La adaptación de El mensajero comienza con las mismas palabras que la novela: “The past is a foreign country: they do things differently there” (“El pasado es un país extranjero: allí las cosas se hacen de manera distinta”), por medio de la voz en off del protagonista del relato, Leo Colston (Dominic Guard), varias décadas después de los hechos vividos durante un verano que se dispone a recordar. El punto de partida del film es un hipotético presente desde el que se narran unos hechos del pasado. Por tanto, desde un principio debe tenerse en cuenta que lo narrado puede caer en las trampas que tiende la memoria, al igual que los recuerdos filtrados por el tiempo a menudo se convierten en nostalgia. Losey plantea este diálogo entre presente y pasado desde el primer instante, de forma visual, enmarcando el relato rememorado entre unos títulos de crédito y un epílogo situados en un presente lluvioso y aciago, que contrasta con la luminosidad y belleza del pasado. El hilo conductor es el joven Leo, a punto de cumplir 13 años, pero el punto de vista corresponde al de este mismo personaje varias décadas después, obligado a recordar. Unos pequeños pasajes y otras breves palabras en off se encargan de recordar puntualmente, a lo largo del film, que se trata de una historia que está siendo rememorada, al tiempo que completan el significado de los hechos desde la perspectiva que proporciona el tiempo.

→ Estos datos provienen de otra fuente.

//! Default values for [`EngineConfig`](crate::EngineConfig) fields.

use crate::logging::LogFormat;

/// Default number of matches yielded per query before truncation.
pub const DEFAULT_MAX_MATCHES: usize = 10_000;

/// Default number of restart frames popped per list match.
pub const DEFAULT_MAX_LIST_RESTARTS: usize = 100_000;

/// Default log filter expression.
pub const DEFAULT_LOG_FILTER: &str = "info";

pub(crate) const fn default_max_matches() -> usize {
    DEFAULT_MAX_MATCHES
}

pub(crate) const fn default_max_list_restarts() -> usize {
    DEFAULT_MAX_LIST_RESTARTS
}

pub(crate) fn default_log_filter() -> String {
    DEFAULT_LOG_FILTER.to_owned()
}

pub(crate) const fn default_log_format() -> LogFormat {
    LogFormat::Json
}
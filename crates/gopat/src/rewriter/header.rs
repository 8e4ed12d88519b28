//! Rebuilding `if`, `switch` and `for` headers from captured header lists.
//!
//! A header wildcard captures the init statement and condition (and, for
//! `for`, the post statement) as one statement list. Filling reverses that:
//! the list is split back into the header fields by count and shape.

use gopat_syntax::{AssignOp, Fragment, Node, NodeKind};

use super::fill::{Filler, to_expression, to_statement};
use crate::error::RewriteError;

type Header = Option<Box<Node>>;

impl Filler<'_> {
    /// Returns the rebuilt statement when `kind` has a header wildcard.
    pub(super) fn rebuild_header(&self, kind: &NodeKind) -> Result<Option<NodeKind>, RewriteError> {
        let rebuilt = match kind {
            NodeKind::IfStmt {
                init: None,
                cond,
                body,
                els,
            } => {
                let Some(items) = self.header_items(cond)? else {
                    return Ok(None);
                };
                let (head_init, head_cond) = if_header(items)?;
                NodeKind::IfStmt {
                    init: head_init,
                    cond: head_cond,
                    body: self.filled(body)?,
                    els: self.filled_opt(els)?,
                }
            }
            NodeKind::SwitchStmt {
                init: None,
                tag: Some(tag),
                body,
            } => {
                let Some(items) = self.header_items(tag)? else {
                    return Ok(None);
                };
                switch_header(items, self.filled(body)?)?
            }
            NodeKind::ForStmt {
                init: None,
                cond: Some(cond),
                post: None,
                body,
            } => {
                let Some(items) = self.header_items(cond)? else {
                    return Ok(None);
                };
                let (head_init, head_cond, head_post) = for_header(items)?;
                NodeKind::ForStmt {
                    init: head_init,
                    cond: head_cond,
                    post: head_post,
                    body: self.filled(body)?,
                }
            }
            _ => return Ok(None),
        };
        Ok(Some(rebuilt))
    }

    fn header_items(&self, head: &Node) -> Result<Option<Vec<Node>>, RewriteError> {
        let Some(mv) = self.template.sequence_wildcard(head) else {
            return Ok(None);
        };
        let items = match self.capture(&mv.name)? {
            Fragment::Node(node) => vec![node.clone()],
            Fragment::List(list) => list.items.clone(),
        };
        Ok(Some(items))
    }

    fn filled(&self, child: &Node) -> Result<Box<Node>, RewriteError> {
        let mut copy = Box::new(child.clone());
        self.fill_one(&mut copy)?;
        Ok(copy)
    }

    fn filled_opt(&self, child: &Header) -> Result<Header, RewriteError> {
        let mut copy = child.clone();
        self.fill_opt(&mut copy)?;
        Ok(copy)
    }
}

fn header_count_error(statement: &'static str) -> RewriteError {
    RewriteError::incompatible(statement, "header list of another length")
}

fn statement(node: Option<Node>) -> Result<Header, RewriteError> {
    Ok(node.map(to_statement).transpose()?.map(Node::boxed))
}

fn expression(node: Option<Node>) -> Result<Header, RewriteError> {
    Ok(node.map(to_expression).transpose()?.map(Node::boxed))
}

fn is_expr_stmt(node: &Node) -> bool {
    matches!(node.kind, NodeKind::ExprStmt(_))
}

/// `x.(type)` or `v := x.(type)`.
fn is_type_switch_guard(node: &Node) -> bool {
    let is_guard = |expr: &Node| matches!(expr.kind, NodeKind::TypeAssert { ty: None, .. });
    match &node.kind {
        NodeKind::ExprStmt(inner) => is_guard(inner),
        NodeKind::AssignStmt {
            tok: AssignOp::Define,
            rhs,
            ..
        } => matches!(rhs.items.as_slice(), [only] if is_guard(only)),
        _ => false,
    }
}

fn if_header(items: Vec<Node>) -> Result<(Header, Box<Node>), RewriteError> {
    let mut items = items.into_iter();
    let (head_init, head_cond) = match (items.next(), items.next(), items.next()) {
        (Some(only), None, None) => (None, only),
        (Some(first), Some(second), None) => (Some(first), second),
        _ => return Err(header_count_error("if header")),
    };
    Ok((statement(head_init)?, to_expression(head_cond)?.boxed()))
}

fn switch_header(items: Vec<Node>, body: Box<Node>) -> Result<NodeKind, RewriteError> {
    let mut items = items.into_iter();
    let (head_init, guard) = match (items.next(), items.next(), items.next()) {
        (None, _, _) => (None, None),
        (Some(only), None, _) if is_expr_stmt(&only) || is_type_switch_guard(&only) => {
            (None, Some(only))
        }
        (Some(only), None, _) => (Some(only), None),
        (Some(first), Some(second), None) => (Some(first), Some(second)),
        _ => return Err(header_count_error("switch header")),
    };
    let init = statement(head_init)?;
    match guard {
        Some(assign) if is_type_switch_guard(&assign) => Ok(NodeKind::TypeSwitchStmt {
            init,
            assign: to_statement(assign)?.boxed(),
            body,
        }),
        tag => Ok(NodeKind::SwitchStmt {
            init,
            tag: expression(tag)?,
            body,
        }),
    }
}

/// Splits a `for` header list.
///
/// Two items are read as condition and post when the first is an
/// expression statement, as init and condition when only the second is,
/// and as init and post otherwise. A lone item is the condition when it is
/// an expression statement, the post statement for `++`/`--`, and the init
/// statement otherwise.
fn for_header(items: Vec<Node>) -> Result<(Header, Header, Header), RewriteError> {
    let count = items.len();
    let mut items = items.into_iter();
    let (head_init, head_cond, head_post) = match count {
        0 => (None, None, None),
        1 => match items.next() {
            Some(only) if is_expr_stmt(&only) => (None, Some(only), None),
            Some(only) if matches!(only.kind, NodeKind::IncDecStmt { .. }) => {
                (None, None, Some(only))
            }
            only => (only, None, None),
        },
        2 => {
            let (first, second) = (items.next(), items.next());
            if first.as_ref().is_some_and(is_expr_stmt) {
                (None, first, second)
            } else if second.as_ref().is_some_and(is_expr_stmt) {
                (first, second, None)
            } else {
                (first, None, second)
            }
        }
        3 => (items.next(), items.next(), items.next()),
        _ => return Err(header_count_error("for header")),
    };
    Ok((
        statement(head_init)?,
        expression(head_cond)?,
        statement(head_post)?,
    ))
}

#[cfg(test)]
mod tests {
    use gopat_syntax::{BinaryOp, ListKind, NodeList};
    use rstest::rstest;

    use super::*;

    fn expr_stmt(name: &str) -> Node {
        Node::new(NodeKind::ExprStmt(Node::ident(name).boxed()))
    }

    fn inc(name: &str) -> Node {
        Node::new(NodeKind::IncDecStmt {
            x: Node::ident(name).boxed(),
            inc: true,
        })
    }

    fn define(name: &str, value: Node) -> Node {
        Node::new(NodeKind::AssignStmt {
            lhs: NodeList::new(ListKind::Expr, vec![Node::ident(name)]),
            tok: AssignOp::Define,
            rhs: NodeList::new(ListKind::Expr, vec![value]),
        })
    }

    fn present(header: &Header) -> bool {
        header.is_some()
    }

    #[rstest]
    #[case(vec![expr_stmt("ok")], (false, true, false))]
    #[case(vec![inc("i")], (false, false, true))]
    #[case(vec![define("i", Node::ident("zero"))], (true, false, false))]
    #[case(vec![expr_stmt("ok"), inc("i")], (false, true, true))]
    #[case(vec![define("i", Node::ident("zero")), expr_stmt("ok")], (true, true, false))]
    #[case(vec![define("i", Node::ident("zero")), inc("i")], (true, false, true))]
    #[case(vec![define("i", Node::ident("zero")), expr_stmt("ok"), inc("i")], (true, true, true))]
    fn for_headers_split_by_shape(#[case] items: Vec<Node>, #[case] expected: (bool, bool, bool)) {
        let (init, cond, post) = for_header(items).expect("header");
        assert_eq!((present(&init), present(&cond), present(&post)), expected);
    }

    #[test]
    fn for_header_rejects_long_lists() {
        let items = vec![expr_stmt("a"), expr_stmt("b"), expr_stmt("c"), expr_stmt("d")];
        assert!(for_header(items).is_err());
    }

    #[test]
    fn if_header_unwraps_the_condition() {
        let cond = Node::new(NodeKind::Binary {
            op: BinaryOp::Neq,
            x: Node::ident("err").boxed(),
            y: Node::ident("nil").boxed(),
        });
        let wrapped = Node::new(NodeKind::ExprStmt(cond.clone().boxed()));
        let (init, head) = if_header(vec![define("err", Node::ident("e")), wrapped]).expect("header");
        assert!(init.is_some());
        assert_eq!(*head, cond);
    }

    #[test]
    fn if_header_rejects_statements_as_conditions() {
        assert!(if_header(vec![inc("i")]).is_err());
    }

    #[test]
    fn type_switch_guards_rebuild_type_switches() {
        let guard = Node::new(NodeKind::TypeAssert {
            x: Node::ident("v").boxed(),
            ty: None,
        });
        let body = Node::new(NodeKind::BlockStmt {
            stmts: NodeList::empty(ListKind::Stmt),
        })
        .boxed();
        let rebuilt = switch_header(vec![define("t", guard)], body.clone()).expect("header");
        assert!(matches!(rebuilt, NodeKind::TypeSwitchStmt { init: None, .. }));
        let plain = switch_header(vec![expr_stmt("x")], body).expect("header");
        assert!(matches!(plain, NodeKind::SwitchStmt { tag: Some(_), .. }));
    }
}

De esta forma, tras unos brumosos títulos de crédito, en los que la lluvia se desliza por un cristal, acompañada por la vibrante partitura del compositor francés Michel Legrand, el film inicia su retorno a ese país extranjero que es el pasado. Unos días de julio que el joven Leo pasa en Brandham Hall, una mansión de campo situada en Norfolk, invitado por su compañero de colegio Marcus Maudsley. Resulta curioso que la novela sitúe la acción en 1900, utilizando esta fecha como el punto de partida de un nuevo siglo que Leo cree que será mágico, y que contrastará con su decepción posterior, mientras que la película traslada la acción a 1921, tal y como puede observarse en el anuario del muchacho. En Bradham Hall, se incorpora al ocioso discurrir del verano de los Maudsley, disfrutando de su hospitalidad y hábitos estivales, pero sin que su origen modesto, de una forma u otra, deje de estar presente -incluso en cierto momento, con el devenir de los acontecimientos, le será puesto cruelmente de manifiesto-.

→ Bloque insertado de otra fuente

//! Go source printing for [`Node`] trees.
//!
//! Output follows gofmt layout closely enough for rewritten code to read
//! naturally: tab indentation, one statement per line, and binary operands
//! parenthesised only where precedence requires it. Comments are not
//! preserved because the node model does not carry them.

mod expr;
mod stmt;

use crate::node::{Fragment, ListKind, Node, NodeList};

/// Prints a node as Go source.
#[must_use]
pub fn print_node(node: &Node) -> String {
    let mut printer = Printer::default();
    printer.node(node);
    printer.finish()
}

/// Prints a fragment as Go source.
///
/// Statement and declaration lists print one element per line; other lists
/// are comma separated.
#[must_use]
pub fn print_fragment(fragment: &Fragment) -> String {
    match fragment {
        Fragment::Node(node) => print_node(node),
        Fragment::List(list) => print_list(list),
    }
}

/// Prints a list as Go source.
#[must_use]
pub fn print_list(list: &NodeList) -> String {
    let mut printer = Printer::default();
    match list.kind {
        ListKind::Stmt => printer.lines(&list.items, "\n"),
        ListKind::Decl => printer.lines(&list.items, "\n\n"),
        ListKind::Spec => printer.lines(&list.items, "\n"),
        ListKind::Expr | ListKind::Ident | ListKind::Field => printer.commas(&list.items),
    }
    printer.finish()
}

#[derive(Debug, Default)]
struct Printer {
    out: String,
    depth: usize,
}

impl Printer {
    fn finish(self) -> String {
        self.out
    }

    fn text(&mut self, text: &str) {
        self.out.push_str(text);
    }

    fn newline(&mut self) {
        self.out.push('\n');
        for _ in 0..self.depth {
            self.out.push('\t');
        }
    }

    /// Dispatches on whether `node` is a statement, declaration or expression.
    fn node(&mut self, node: &Node) {
        if node.is_stmt() {
            self.stmt(node);
        } else if node.is_expr() {
            self.expr(node);
        } else {
            self.decl(node);
        }
    }

    fn lines(&mut self, items: &[Node], separator: &str) {
        for (index, item) in items.iter().enumerate() {
            if index > 0 {
                self.text(separator);
            }
            self.node(item);
        }
    }

    fn commas(&mut self, items: &[Node]) {
        for (index, item) in items.iter().enumerate() {
            if index > 0 {
                self.text(", ");
            }
            self.node(item);
        }
    }
}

El muchacho se siente desde el primer instante fascinado por Marian (Julie Christie), la hija mayor de los Maudsley, joven que mantiene una relación amorosa con Ted Burgess, un granjero de la zona (Alan Bates). Leo se convierte en inesperado mensajero entre ambos, encargado de llevar las cartas que facilitan sus citas. Algunos miembros de la familia parecen tener cierto velado conocimiento de esta relación clandestina, y Marian accede a comprometerse en matrimonio con un miembro de la nobleza local, lord Trimingham (Edward Fox). Esta situación, que cuenta con la reprobación social de la época, se precipitará hacia un trágico final.

Un argumento que juega con estos elementos podría quedar fácilmente reducido, en sus líneas básicas, a un triángulo amoroso en el que se ve implicado de forma fortuita un muchacho. Sin embargo, el film se aleja de esta simple premisa gracias a la distancia que impone Losey en su realización, y a la precisión con la que hila los inagotables detalles con los que Harold Pinter construye el magnífico guión, logrando una narración minuciosa, en la que los significados se revelan conforme el muchacho comprende y va perdiendo su inocencia. El guión de Pinter se estructura en una sucesión de situaciones y conversaciones, en apariencia banales, que transcurren por los armoniosos rituales de Brandham Hall. Sin embargo, al igual que en sus dos anteriores colaboraciones con Losey -en especial Accidente-, los gestos y las palabras significan mucho más de lo que aparentan. Relato de unos amores no visualizados -el de Marian y Ted, que tan sólo comparten circunstancialmente plano en la secuencia de la fiesta anual con los vecinos de la zona, y en la clave escena final; y también el incipiente amor que se despierta en Leo por Marian-, la intensidad de estos sentimientos se transmite tan sólo a través de pequeños detalles. El entorno social y la educación recibida les impiden verbalizarlos, y se intuyen por instantes como la urgencia por guardar un pañuelo perteneciente a la persona amada, la ansiedad que revelan las preguntas, en apariencia indiferentes, sobre la otra persona en la distancia, o las lágrimas que en ciertos momentos ponen al descubierto a los personajes.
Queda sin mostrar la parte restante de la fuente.